The app comes as USDA is set to celebrate World Health Day on April 7 and participate in the U.S. Food Waste Challenge.
Developed by the USDA's Food Safety and Inspection Service, with Cornell University and the Food Marketing Institute, the app, for Apple and Android, helps users store food and beverages to maximize their freshness and quality.
USDA says consumers who understand how to store food and beverages will be able to extend the shelf life of those items, rather than throwing them away.
FoodKeeper has storage information on more than 400 food and beverage items, including baby food, dairy products, eggs, meat, poultry and produce.
Billions of pounds of food go to waste annually in the U.S. because consumers are not sure of its quality or safety, USDA said, estimating that 21% of the available food in the U.S. goes uneaten at the consumer level.
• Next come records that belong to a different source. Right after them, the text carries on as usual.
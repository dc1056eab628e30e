//! Create/edit forms driven from the command line.
//!
//! A [`Form`] binds a set of field values to the same schema the server
//! enforces, validates locally, then submits with POST (create) or PATCH
//! (edit). Every outcome is reported as a [`Toast`].

use reqwest::StatusCode;
use serde::Serialize;
use serde_json::{json, Map, Value};
use std::sync::atomic::{AtomicBool, Ordering};
use thiserror::Error;
use uuid::Uuid;

use crate::cli::api::{ApiClient, ClientError};
use crate::cli::toast::Toast;
use crate::types::Entity;
use crate::validation::{
    BillboardInput, CategoryInput, ColorInput, ProductInput, SettingsInput, SizeInput, StoreInput, Validate,
    ValidationError,
};

#[derive(Debug, Error)]
pub enum FormError {
    #[error("invalid values: {0}")]
    Invalid(#[from] ValidationError),

    #[error("a request is already in flight")]
    Busy,

    #[error("initial data has no valid id")]
    MissingId,

    #[error("delete is only available when editing")]
    NotEditing,
}

#[derive(Debug, Clone, Copy, PartialEq, Eq)]
pub enum FormMode {
    Create,
    Edit(Uuid),
}

impl FormMode {
    /// Edit when initial data was supplied, Create otherwise
    pub fn from_initial(initial: Option<&Value>) -> Result<Self, FormError> {
        match initial {
            None => Ok(FormMode::Create),
            Some(row) => row
                .get("id")
                .and_then(Value::as_str)
                .and_then(|id| Uuid::parse_str(id).ok())
                .map(FormMode::Edit)
                .ok_or(FormError::MissingId),
        }
    }
}

/// Where to go after a successful save
#[derive(Debug, Clone, PartialEq, Eq)]
pub enum SaveRedirect {
    To(String),
    /// `/<id of the created row>`
    Created,
    Stay,
}

/// Everything that differs between the entity forms
#[derive(Clone)]
pub struct FormSpec {
    pub title: &'static str,
    pub noun: &'static str,
    pub collection_path: String,
    pub save_redirect: SaveRedirect,
    pub delete_redirect: String,
    pub delete_hint: &'static str,
    failure_description: Option<&'static str>,
    defaults: Value,
    normalize: fn(&Value) -> Result<Value, ValidationError>,
}

impl FormSpec {
    pub fn entity(entity: Entity, store_id: Uuid) -> Self {
        let list_route = format!("/{}/{}", store_id, entity.segment());
        let (defaults, normalize): (Value, fn(&Value) -> Result<Value, ValidationError>) = match entity {
            Entity::Billboard => (json!({ "label": "", "imageUrl": "" }), normalize_with::<BillboardInput>),
            Entity::Category => (json!({ "name": "", "billboardId": "" }), normalize_with::<CategoryInput>),
            Entity::Color => (json!({ "name": "", "value": "" }), normalize_with::<ColorInput>),
            Entity::Size => (json!({ "name": "", "value": "" }), normalize_with::<SizeInput>),
            Entity::Product => (
                json!({
                    "name": "",
                    "images": [],
                    "price": 0,
                    "categoryId": "",
                    "colorId": "",
                    "sizeId": "",
                    "isFeatured": false,
                    "isArchived": false
                }),
                normalize_with::<ProductInput>,
            ),
        };

        Self {
            title: entity.title(),
            noun: entity.noun(),
            collection_path: format!("/api/{}/{}", store_id, entity.segment()),
            save_redirect: SaveRedirect::To(list_route.clone()),
            delete_redirect: list_route,
            delete_hint: entity.dependents_hint(),
            failure_description: None,
            defaults,
            normalize,
        }
    }

    /// New-store modal
    pub fn new_store() -> Self {
        Self {
            title: "Store",
            noun: "store",
            collection_path: "/api/stores".to_string(),
            save_redirect: SaveRedirect::Created,
            delete_redirect: "/".to_string(),
            delete_hint: "Make sure you removed all products and categories first.",
            failure_description: Some("Your store was not created. Please try again."),
            defaults: json!({ "name": "" }),
            normalize: normalize_with::<StoreInput>,
        }
    }

    /// Store settings page: rename or delete an existing store
    pub fn store_settings() -> Self {
        Self {
            save_redirect: SaveRedirect::Stay,
            failure_description: Some("Your store was not updated. Please try again."),
            normalize: normalize_with::<SettingsInput>,
            ..Self::new_store()
        }
    }

    pub fn item_path(&self, id: Uuid) -> String {
        format!("{}/{}", self.collection_path, id)
    }
}

fn normalize_with<T: Validate + Serialize>(candidate: &Value) -> Result<Value, ValidationError> {
    let input = T::validate(candidate)?;
    serde_json::to_value(input).map_err(|e| ValidationError::root(e.to_string()))
}

/// Result of a submit or delete
#[derive(Debug, Clone)]
pub struct FormOutcome {
    pub toast: Toast,
    /// Route the dashboard would navigate to
    pub redirect: Option<String>,
    pub data: Option<Value>,
}

impl FormOutcome {
    fn failed(toast: Toast) -> Self {
        Self {
            toast,
            redirect: None,
            data: None,
        }
    }
}

/// Marks a request in flight until dropped
struct InFlight<'a>(&'a AtomicBool);

impl<'a> InFlight<'a> {
    fn acquire(flag: &'a AtomicBool) -> Result<Self, FormError> {
        flag.compare_exchange(false, true, Ordering::AcqRel, Ordering::Acquire)
            .map_err(|_| FormError::Busy)?;
        Ok(Self(flag))
    }
}

impl Drop for InFlight<'_> {
    fn drop(&mut self) {
        self.0.store(false, Ordering::Release);
    }
}

pub struct Form {
    spec: FormSpec,
    mode: FormMode,
    values: Map<String, Value>,
    in_flight: AtomicBool,
}

impl Form {
    /// Start from `initial` (edit) or the entity defaults (create)
    pub fn new(spec: FormSpec, initial: Option<Value>) -> Result<Self, FormError> {
        let mode = FormMode::from_initial(initial.as_ref())?;
        let values = match initial.unwrap_or_else(|| spec.defaults.clone()) {
            Value::Object(map) => map,
            _ => Map::new(),
        };
        Ok(Self {
            spec,
            mode,
            values,
            in_flight: AtomicBool::new(false),
        })
    }

    pub fn mode(&self) -> FormMode {
        self.mode
    }

    pub fn set(&mut self, field: impl Into<String>, value: Value) {
        self.values.insert(field.into(), value);
    }

    pub fn values(&self) -> &Map<String, Value> {
        &self.values
    }

    pub fn heading(&self) -> String {
        match self.mode {
            FormMode::Create => format!("Create {}", self.spec.noun),
            FormMode::Edit(_) => format!("Edit {}", self.spec.noun),
        }
    }

    pub fn action_label(&self) -> &'static str {
        match self.mode {
            FormMode::Create => "Create",
            FormMode::Edit(_) => "Save changes",
        }
    }

    pub fn toast_message(&self) -> String {
        match self.mode {
            FormMode::Create => format!("{} created.", self.spec.title),
            FormMode::Edit(_) => format!("{} updated.", self.spec.title),
        }
    }

    pub fn is_submitting(&self) -> bool {
        self.in_flight.load(Ordering::Acquire)
    }

    /// The payload that would be sent, or the local validation failure
    pub fn payload(&self) -> Result<Value, ValidationError> {
        (self.spec.normalize)(&Value::Object(self.values.clone()))
    }

    /// Validate, then POST or PATCH. Invalid values never reach the server.
    pub async fn submit(&self, client: &ApiClient) -> Result<FormOutcome, FormError> {
        let payload = self.payload()?;
        let _guard = InFlight::acquire(&self.in_flight)?;

        let result = match self.mode {
            FormMode::Create => client.post(&self.spec.collection_path, &payload).await,
            FormMode::Edit(id) => client.patch(&self.spec.item_path(id), &payload).await,
        };

        Ok(match result {
            Ok(data) => FormOutcome {
                toast: Toast::success(self.toast_message()),
                redirect: self.save_redirect(&data),
                data: Some(data),
            },
            Err(err) => {
                tracing::debug!("{} failed: {}", self.heading(), err);
                FormOutcome::failed(self.failure_toast(&err))
            }
        })
    }

    /// Delete the edited row once `confirm` agrees. `Ok(None)` when declined.
    pub async fn delete(
        &self,
        client: &ApiClient,
        confirm: impl FnOnce() -> bool,
    ) -> Result<Option<FormOutcome>, FormError> {
        let FormMode::Edit(id) = self.mode else {
            return Err(FormError::NotEditing);
        };
        if !confirm() {
            return Ok(None);
        }
        let _guard = InFlight::acquire(&self.in_flight)?;

        Ok(Some(match client.delete(&self.spec.item_path(id)).await {
            Ok(data) => FormOutcome {
                toast: Toast::success(format!("{} deleted.", self.spec.title)),
                redirect: Some(self.spec.delete_redirect.clone()),
                data: Some(data),
            },
            Err(err) => {
                tracing::debug!("Delete {} {} failed: {}", self.spec.noun, id, err);
                FormOutcome::failed(Toast::error(self.spec.delete_hint))
            }
        }))
    }

    fn save_redirect(&self, data: &Value) -> Option<String> {
        match &self.spec.save_redirect {
            SaveRedirect::To(route) => Some(route.clone()),
            SaveRedirect::Created => data.get("id").and_then(Value::as_str).map(|id| format!("/{}", id)),
            SaveRedirect::Stay => None,
        }
    }

    fn failure_toast(&self, err: &ClientError) -> Toast {
        if err.status() == Some(StatusCode::CONFLICT) {
            return Toast::error_titled(
                format!("{} already taken.", self.spec.noun),
                format!("Please choose another {}.", self.spec.noun),
            );
        }
        let description = match self.spec.failure_description {
            Some(description) => description.to_string(),
            None => format!("{} fail. Please try again.", self.toast_message()),
        };
        Toast::error_titled("Something went wrong.", description)
    }
}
USDA also estimates that at the retail and consumer level, 36 pounds of food per person is wasted each month.
The app can remind consumers when food is about to spoil, save consumers money and reduce the amount of food that goes to landfills.
Features include specific storage timelines for food in the refrigerator, freezer, and pantry; Cooking tips for meat, poultry, seafood and egg products; and Calendar integration, which allows users to enter the purchase date for products and offers notifications when products are nearing the end of their recommended storage date.
If a user has not found the information they are looking for about a product, they can submit a question to USDA using the 'Ask Karen' feature of the application. 'Ask Karen' is USDA's 24/7 virtual representative. The system provides information about preventing foodborne illness and safe food handling, storage, and preparation of meat, poultry, and egg products.
Food Waste Challenge
The application is part of a larger effort between USDA and the U.S. Environmental Protection Agency called the U.S. Food Waste Challenge.
Launched in 2013, the Food Waste Challenge calls on participants across the food chain – farms, agricultural processors, food manufacturers, grocery stores, restaurants, universities, schools, and local governments – to join efforts to reduce, recover and recycle:
• Reduce food waste by improving product development, storage, shopping/ordering, marketing, labeling, and cooking methods;
• Recover food waste by connecting potential food donors to hunger relief organizations like food banks and pantries; and,
• Recycle food waste to feed animals or to create compost, bioenergy, and natural fertilizers.